Department of Biomedical Sciences, University of Sassari, Sassari, Italy.
J Transl Med. 2024 Jan 27;22(1):108. doi: 10.1186/s12967-024-04923-3.
Patients with pancreatic ductal adenocarcinoma (PDCA) carrying impaired mismatch repair mechanisms seem to have an outcome advantage under treatment with conventional chemotherapy, whereas the role for the tumor mutation burden on prognosis is controversial. In this study, we evaluated the prognostic role of the mutated genes involved in genome damage repair in a real-life series of PDAC patients in a hospital-based manner from the main Institution deputed to surgically treat such a disease in North Sardinia.
A cohort of fifty-five consecutive PDAC patients with potentially resectable/border line resectable PDAC (stage IIB-III) or oligometastatic disease (stage IV) and tumor tissue availability underwent next-generation sequencing (NGS)-based analysis using a panel containing driver oncogenes and tumor suppressor genes as well as genes controlling DNA repair mechanisms.
Genes involved in the both genome damage repair (DR) and DNA mismatch repair (MMR) were found mutated in 17 (31%) and 15 (27%) cases, respectively. One fourth of PDAC cases (14/55; 25.5%) carried tumors presenting a combination of mutations in repair genes (DR and MMR) and the highest mutation load rates (MLR-H). After correction for confounders (surgery, adjuvant therapy, stage T, and metastasis), multivariate Cox regression analysis indicated that mutations in DR genes (HR = 3.0126, 95% CI 1.0707 to 8.4764, p = 0.0367) and the MLR (HR = 1.0018, 95%CI 1.0005 to 1.0032, p = 0.009) were significantly related to worse survival.

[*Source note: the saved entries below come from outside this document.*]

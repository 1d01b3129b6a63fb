//! Error types for civic-etl
//!
//! This module defines the error hierarchy for the whole pipeline.
//! All public APIs return `Result<T, Error>` where Error is defined here.

use thiserror::Error;

/// The main error type for civic-etl
#[derive(Error, Debug)]
pub enum Error {
    // ============================================================================
    // Configuration Errors
    // ============================================================================
    #[error("Configuration error: {message}")]
    Config { message: String },

    #[error("Missing required config field: {field}")]
    MissingConfigField { field: String },

    #[error("Invalid config value for '{field}': {message}")]
    InvalidConfigValue { field: String, message: String },

    #[error("Failed to parse YAML: {0}")]
    YamlParse(#[from] serde_yaml::Error),

    #[error("Failed to parse JSON: {0}")]
    JsonParse(#[from] serde_json::Error),

    // ============================================================================
    // Extraction Errors
    // ============================================================================
    #[error("Source '{source_name}' unavailable: {message}")]
    SourceUnavailable {
        source_name: String,
        message: String,
    },

    #[error("Report prompt error: {message}")]
    Prompt { message: String },

    #[error("Database error: {message}")]
    Database { message: String },

    // ============================================================================
    // HTTP Errors
    // ============================================================================
    #[error("HTTP request failed: {0}")]
    Http(#[from] reqwest::Error),

    #[error("HTTP {status}: {body}")]
    HttpStatus { status: u16, body: String },

    #[error("Invalid URL: {0}")]
    InvalidUrl(#[from] url::ParseError),

    // ============================================================================
    // Data Errors
    // ============================================================================
    #[error("Malformed row {row} ({column}): {message}")]
    MalformedRow {
        row: usize,
        column: String,
        message: String,
    },

    #[error("Mapped source field '{field}' is missing from the extract")]
    MissingMappedField { field: String },

    #[error("CSV error: {0}")]
    Csv(#[from] csv::Error),

    #[error("Decode error: {message}")]
    Decode { message: String },

    // ============================================================================
    // Load Errors
    // ============================================================================
    #[error("Destination rejected the load (HTTP {status}): {body}")]
    DestinationRejected { status: u16, body: String },

    #[error("Object store error: {0}")]
    ObjectStore(#[from] object_store::Error),

    #[error("Arrow error: {0}")]
    Arrow(#[from] arrow::error::ArrowError),

    #[error("Parquet error: {0}")]
    Parquet(#[from] parquet::errors::ParquetError),

    #[error("Output error: {message}")]
    Output { message: String },

    // ============================================================================
    // Template Errors
    // ============================================================================
    #[error("Template error: {message}")]
    Template { message: String },

    #[error("Undefined variable in template: {variable}")]
    UndefinedVariable { variable: String },

    // ============================================================================
    // I/O Errors
    // ============================================================================
    #[error("IO error: {0}")]
    Io(#[from] std::io::Error),

    // ============================================================================
    // Generic Errors
    // ============================================================================
    #[error("{0}")]
    Other(String),
}

impl Error {
    /// Create a config error
    pub fn config(message: impl Into<String>) -> Self {
        Self::Config {
            message: message.into(),
        }
    }

    /// Create a missing field error
    pub fn missing_field(field: impl Into<String>) -> Self {
        Self::MissingConfigField {
            field: field.into(),
        }
    }

    /// Create a source unavailable error
    pub fn source_unavailable(source_name: impl Into<String>, message: impl Into<String>) -> Self {
        Self::SourceUnavailable {
            source_name: source_name.into(),
            message: message.into(),
        }
    }

    /// Create a malformed row error
    pub fn malformed_row(row: usize, column: impl Into<String>, message: impl Into<String>) -> Self {
        Self::MalformedRow {
            row,
            column: column.into(),
            message: message.into(),
        }
    }

    /// Create a decode error
    pub fn decode(message: impl Into<String>) -> Self {
        Self::Decode {
            message: message.into(),
        }
    }

    /// Create a missing mapped field error
    pub fn missing_mapped_field(field: impl Into<String>) -> Self {
        Self::MissingMappedField {
            field: field.into(),
        }
    }

    /// Create a destination rejected error
    pub fn destination_rejected(status: u16, body: impl Into<String>) -> Self {
        Self::DestinationRejected {
            status,
            body: body.into(),
        }
    }

    /// Create an HTTP status error
    pub fn http_status(status: u16, body: impl Into<String>) -> Self {
        Self::HttpStatus {
            status,
            body: body.into(),
        }
    }

    /// Create a prompt error
    pub fn prompt(message: impl Into<String>) -> Self {
        Self::Prompt {
            message: message.into(),
        }
    }

    /// Create a database error
    pub fn database(message: impl Into<String>) -> Self {
        Self::Database {
            message: message.into(),
        }
    }

    /// Create a template error
    pub fn template(message: impl Into<String>) -> Self {
        Self::Template {
            message: message.into(),
        }
    }

    /// Create an undefined variable error
    pub fn undefined_var(variable: impl Into<String>) -> Self {
        Self::UndefinedVariable {
            variable: variable.into(),
        }
    }

    /// Create an output error
    pub fn output(message: impl Into<String>) -> Self {
        Self::Output {
            message: message.into(),
        }
    }

    /// Re-tag an infrastructure failure as the source being unavailable.
    ///
    /// Data errors pass through unchanged so a malformed extract is never
    /// reported as a connectivity problem.
    #[must_use]
    pub fn into_source_unavailable(self, source_name: &str) -> Self {
        match self {
            Error::Http(_)
            | Error::HttpStatus { .. }
            | Error::Database { .. }
            | Error::ObjectStore(_)
            | Error::Io(_) => Error::source_unavailable(source_name, self.to_string()),
            other => other,
        }
    }

    /// Whether this error means the extracted data itself is unusable
    pub fn is_fatal_data_error(&self) -> bool {
        matches!(
            self,
            Error::MalformedRow { .. }
                | Error::MissingMappedField { .. }
                | Error::Csv(_)
                | Error::Decode { .. }
        )
    }
}

/// Result type alias for civic-etl
pub type Result<T> = std::result::Result<T, Error>;

/// Extension trait for adding context to errors
pub trait ResultExt<T> {
    /// Add context to an error
    fn context(self, message: impl Into<String>) -> Result<T>;

    /// Add context with a closure (lazy evaluation)
    fn with_context<F: FnOnce() -> String>(self, f: F) -> Result<T>;
}

impl<T, E: Into<Error>> ResultExt<T> for std::result::Result<T, E> {
    fn context(self, message: impl Into<String>) -> Result<T> {
        self.map_err(|e| {
            let inner = e.into();
            Error::Other(format!("{}: {}", message.into(), inner))
        })
    }

    fn with_context<F: FnOnce() -> String>(self, f: F) -> Result<T> {
        self.map_err(|e| {
            let inner = e.into();
            Error::Other(format!("{}: {}", f(), inner))
        })
    }
}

The combination of mutated repair genes and MLR-H, which is associated with a worse survival in our series of PDAC patients treated with conventional chemotherapy protocols, might become a predictive biomarker of response to immunotherapy in addition to its prognostic role in predicting survival.
携带错配修复机制受损的胰腺导管腺癌(PDCA)患者在接受传统化疗时似乎预后更佳,而肿瘤突变负荷对预后的作用仍存在争议。在本研究中,我们以医院为基础,对撒丁岛北部一家主要机构收治的一系列PDAC患者进行了评估,以确定参与基因组损伤修复的突变基因在预后中的作用,该机构负责此类疾病的手术治疗。

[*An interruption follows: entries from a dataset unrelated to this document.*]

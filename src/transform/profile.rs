//! Transform profiles and per-extract context

use super::fiscal::CalendarPeriod;
use super::mapping::FieldMapping;
use super::spatial::StatePlaneZone;

/// Columns carrying a projected coordinate pair
#[derive(Debug, Clone, PartialEq, Eq)]
pub struct SpatialColumns {
    /// Source column holding x (easting)
    pub x_column: String,
    /// Source column holding y (northing)
    pub y_column: String,
    /// Zone the coordinates are expressed in
    pub zone: StatePlaneZone,
}

impl SpatialColumns {
    /// Coordinates in the default zone
    pub fn new(x_column: impl Into<String>, y_column: impl Into<String>) -> Self {
        Self {
            x_column: x_column.into(),
            y_column: y_column.into(),
            zone: StatePlaneZone::default(),
        }
    }
}

/// Where the (year, month) for fiscal derivation comes from
#[derive(Debug, Clone, PartialEq, Eq, Default)]
pub enum FiscalSource {
    /// No fiscal fields are derived
    #[default]
    None,
    /// Each record's own timestamp column
    Column(String),
    /// The extract's period (partition key, report as-of date)
    Context,
}

/// Columns the transform computes rather than reads
#[derive(Debug, Clone, Copy, PartialEq, Eq)]
pub enum DerivedField {
    Location,
    FiscalYear,
    FiscalMonth,
    Year,
    Month,
    MonthName,
    Department,
}

impl DerivedField {
    /// Every derived field
    pub const ALL: &'static [DerivedField] = &[
        DerivedField::Location,
        DerivedField::FiscalYear,
        DerivedField::FiscalMonth,
        DerivedField::Year,
        DerivedField::Month,
        DerivedField::MonthName,
        DerivedField::Department,
    ];

    /// Column name the derived value is exposed under
    pub fn column(self) -> &'static str {
        match self {
            DerivedField::Location => "location",
            DerivedField::FiscalYear => "fiscal_year",
            DerivedField::FiscalMonth => "fiscal_month",
            DerivedField::Year => "year",
            DerivedField::Month => "month",
            DerivedField::MonthName => "month_name",
            DerivedField::Department => "department",
        }
    }

    /// Look up a derived field by column name
    pub fn from_column(name: &str) -> Option<Self> {
        Self::ALL.iter().copied().find(|d| d.column() == name)
    }
}

/// Everything the transform needs to know about one source type
#[derive(Debug, Clone, PartialEq, Eq)]
pub struct TransformProfile {
    /// Profile name for logging
    pub name: String,
    /// Allow-list and renames
    pub mapping: FieldMapping,
    /// Coordinate pair to reproject into `location`
    pub spatial: Option<SpatialColumns>,
    /// Columns normalized to canonical timestamps
    pub timestamp_columns: Vec<String>,
    /// Source of the fiscal period
    pub fiscal: FiscalSource,
    /// Derived fields allowed to shadow a column; `None` allows all
    pub derived_fields: Option<Vec<DerivedField>>,
}

impl TransformProfile {
    /// A profile that only maps fields
    pub fn mapping_only(name: impl Into<String>, mapping: FieldMapping) -> Self {
        Self {
            name: name.into(),
            mapping,
            spatial: None,
            timestamp_columns: Vec::new(),
            fiscal: FiscalSource::None,
            derived_fields: None,
        }
    }

    /// Reproject a coordinate pair into `location`
    #[must_use]
    pub fn with_spatial(mut self, spatial: SpatialColumns) -> Self {
        self.spatial = Some(spatial);
        self
    }

    /// Normalize these columns as timestamps
    #[must_use]
    pub fn with_timestamps<I, S>(mut self, columns: I) -> Self
    where
        I: IntoIterator<Item = S>,
        S: Into<String>,
    {
        self.timestamp_columns = columns.into_iter().map(Into::into).collect();
        self
    }

    /// Derive fiscal fields from this source
    #[must_use]
    pub fn with_fiscal(mut self, fiscal: FiscalSource) -> Self {
        self.fiscal = fiscal;
        self
    }

    /// Only compute these derived fields; other names are read from the table
    #[must_use]
    pub fn with_derived_fields(mut self, fields: impl IntoIterator<Item = DerivedField>) -> Self {
        self.derived_fields = Some(fields.into_iter().collect());
        self
    }

    /// Whether the profile can produce a derived field for this context
    pub fn derives(&self, field: DerivedField, context: &TransformContext) -> bool {
        if let Some(ref allowed) = self.derived_fields {
            if !allowed.contains(&field) {
                return false;
            }
        }
        match field {
            DerivedField::Location => self.spatial.is_some(),
            DerivedField::FiscalYear | DerivedField::FiscalMonth => {
                !matches!(self.fiscal, FiscalSource::None)
            }
            DerivedField::Year | DerivedField::Month | DerivedField::MonthName => {
                matches!(self.fiscal, FiscalSource::Context) && context.period.is_some()
            }
            DerivedField::Department => context.department.is_some(),
        }
    }
}

/// Facts about one extract that are not in its rows
#[derive(Debug, Clone, Default, PartialEq, Eq)]
pub struct TransformContext {
    /// Calendar period the extract covers
    pub period: Option<CalendarPeriod>,
    /// Department code the extract belongs to
    pub department: Option<i64>,
    /// Storage key or report id, for error messages
    pub origin: Option<String>,
}

impl TransformContext {
    /// Context with a calendar period
    pub fn with_period(period: CalendarPeriod) -> Self {
        Self {
            period: Some(period),
            ..Self::default()
        }
    }
}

对55例连续的PDAC患者进行队列研究,这些患者患有潜在可切除/边界可切除的PDAC(IIB-III期)或寡转移疾病(IV期),且有肿瘤组织可供使用,使用包含驱动癌基因、肿瘤抑制基因以及控制DNA修复机制的基因的面板进行基于二代测序(NGS)的分析。

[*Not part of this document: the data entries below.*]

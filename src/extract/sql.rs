//! SQL extraction from the relational read-replica

use super::types::{Extract, Extractor};
use crate::config::DatabaseConfig;
use crate::database::DatabaseEngine;
use crate::error::{Error, Result};
use async_trait::async_trait;
use std::sync::Mutex;
use tracing::info;

/// Built-in right-of-way permit queries, in DuckDB SQL against `source_db`
///
/// Day buckets round to the nearest calendar day, so noon and later fall
/// into the following day. Output names are upper case like the replica's
/// native driver reports them.
pub const BUILTIN_QUERIES: &[(&str, &str)] = &[
    (
        "applications_received",
        r#"SELECT
    foldertype AS "FOLDERTYPE",
    subcode AS "SUBCODE",
    strftime(date_trunc('day', indate + INTERVAL 12 HOUR), '%Y-%m-%d') AS "INDATE_DAY",
    COUNT(1) AS "ISSUEDROWPERMITS"
FROM source_db.folder
WHERE (foldertype IN ('DS')
    AND statuscode NOT IN (50005, 50003, 70045)
    AND indate >= TIMESTAMP '2018-10-01 00:00:00'
    AND indate IS NOT NULL)
    OR (foldertype IN ('RW', 'EX')
    AND statuscode NOT IN (70045, 50003)
    AND indate >= TIMESTAMP '2018-10-01 00:00:00'
    AND subcode NOT IN (50510)
    AND indate IS NOT NULL)
GROUP BY 1, 2, 3
ORDER BY 1, 3, 2"#,
    ),
    (
        "active_permits",
        r#"SELECT
    foldertype AS "FOLDERTYPE",
    COUNT(1) AS "ACTIVEPERMITS"
FROM source_db.folder
WHERE (foldertype IN ('EX', 'DS')
    AND statuscode IN (50010))
    OR (foldertype IN ('RW')
    AND statuscode IN (50010)
    AND foldername NOT LIKE 'LA-%')
GROUP BY 1
ORDER BY 1"#,
    ),
    (
        "issued_permits",
        r#"SELECT
    foldertype AS "FOLDERTYPE",
    subcode AS "SUBCODE",
    strftime(date_trunc('day', issuedate + INTERVAL 12 HOUR), '%Y-%m-%d') AS "ISSUEDATE_DAY",
    COUNT(1) AS "ISSUEDROWPERMITS"
FROM source_db.folder
WHERE (foldertype IN ('EX', 'DS')
    AND issuedate >= TIMESTAMP '2018-10-01 00:00:00'
    AND issuedate IS NOT NULL)
    OR (foldertype IN ('RW')
    AND issuedate >= TIMESTAMP '2018-10-01 00:00:00'
    AND subcode NOT IN (50510)
    AND issuedate IS NOT NULL)
GROUP BY 1, 2, 3
ORDER BY 1, 3, 2"#,
    ),
];

/// Look up a built-in query by name
pub fn builtin_query(name: &str) -> Option<&'static str> {
    BUILTIN_QUERIES
        .iter()
        .find(|(query, _)| *query == name)
        .map(|(_, sql)| *sql)
}

/// Runs one named query and binds rows to its output column names
pub struct SqlExtractor {
    name: String,
    sql: String,
    // DuckDB connections are not Sync
    engine: Mutex<DatabaseEngine>,
}

impl SqlExtractor {
    /// Wrap an already-open engine
    pub fn new(name: impl Into<String>, sql: impl Into<String>, engine: DatabaseEngine) -> Self {
        Self {
            name: name.into(),
            sql: sql.into(),
            engine: Mutex::new(engine),
        }
    }

    /// Open the configured replica
    pub fn connect(
        name: impl Into<String>,
        sql: impl Into<String>,
        config: &DatabaseConfig,
    ) -> Result<Self> {
        let name = name.into();
        let engine = DatabaseEngine::new(config).map_err(|e| e.into_source_unavailable(&name))?;
        Ok(Self::new(name, sql, engine))
    }
}

impl std::fmt::Debug for SqlExtractor {
    fn fmt(&self, f: &mut std::fmt::Formatter<'_>) -> std::fmt::Result {
        f.debug_struct("SqlExtractor")
            .field("name", &self.name)
            .finish_non_exhaustive()
    }
}

#[async_trait]
impl Extractor for SqlExtractor {
    fn source_name(&self) -> &str {
        &self.name
    }

    async fn extract(&self) -> Result<Vec<Extract>> {
        info!("Executing query: {}", self.name);

        let table = {
            let engine = self
                .engine
                .lock()
                .map_err(|_| Error::database("database engine lock poisoned"))
                .map_err(|e| e.into_source_unavailable(&self.name))?;
            engine
                .query_table(&self.sql)
                .map_err(|e| e.into_source_unavailable(&self.name))?
        };

        info!("Extracted {} rows from '{}'", table.len(), self.name);
        Ok(vec![Extract::new(table)])
    }
}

分别在17例(31%)和15例(27%)病例中发现参与基因组损伤修复(DR)和DNA错配修复(MMR)的基因发生突变。四分之一的PDAC病例(14/55;25.5%)携带的肿瘤存在修复基因(DR和MMR)突变组合以及最高的突变负荷率(MLR-H)。在对混杂因素(手术、辅助治疗、T分期和转移)进行校正后,多因素Cox回归分析表明,DR基因的突变(HR = 3.0126,95% CI 1.0707至8.4764,p = 0.0367)和MLR(HR = 1.0018,95%CI 1.0005至1.0032,p = 0.009)与较差的生存率显著相关。
在我们接受传统化疗方案治疗的PDAC患者系列中,突变修复基因与MLR-H的组合与较差的生存率相关,除了其在预测生存方面的预后作用外,可能还会成为免疫治疗反应的预测生物标志物。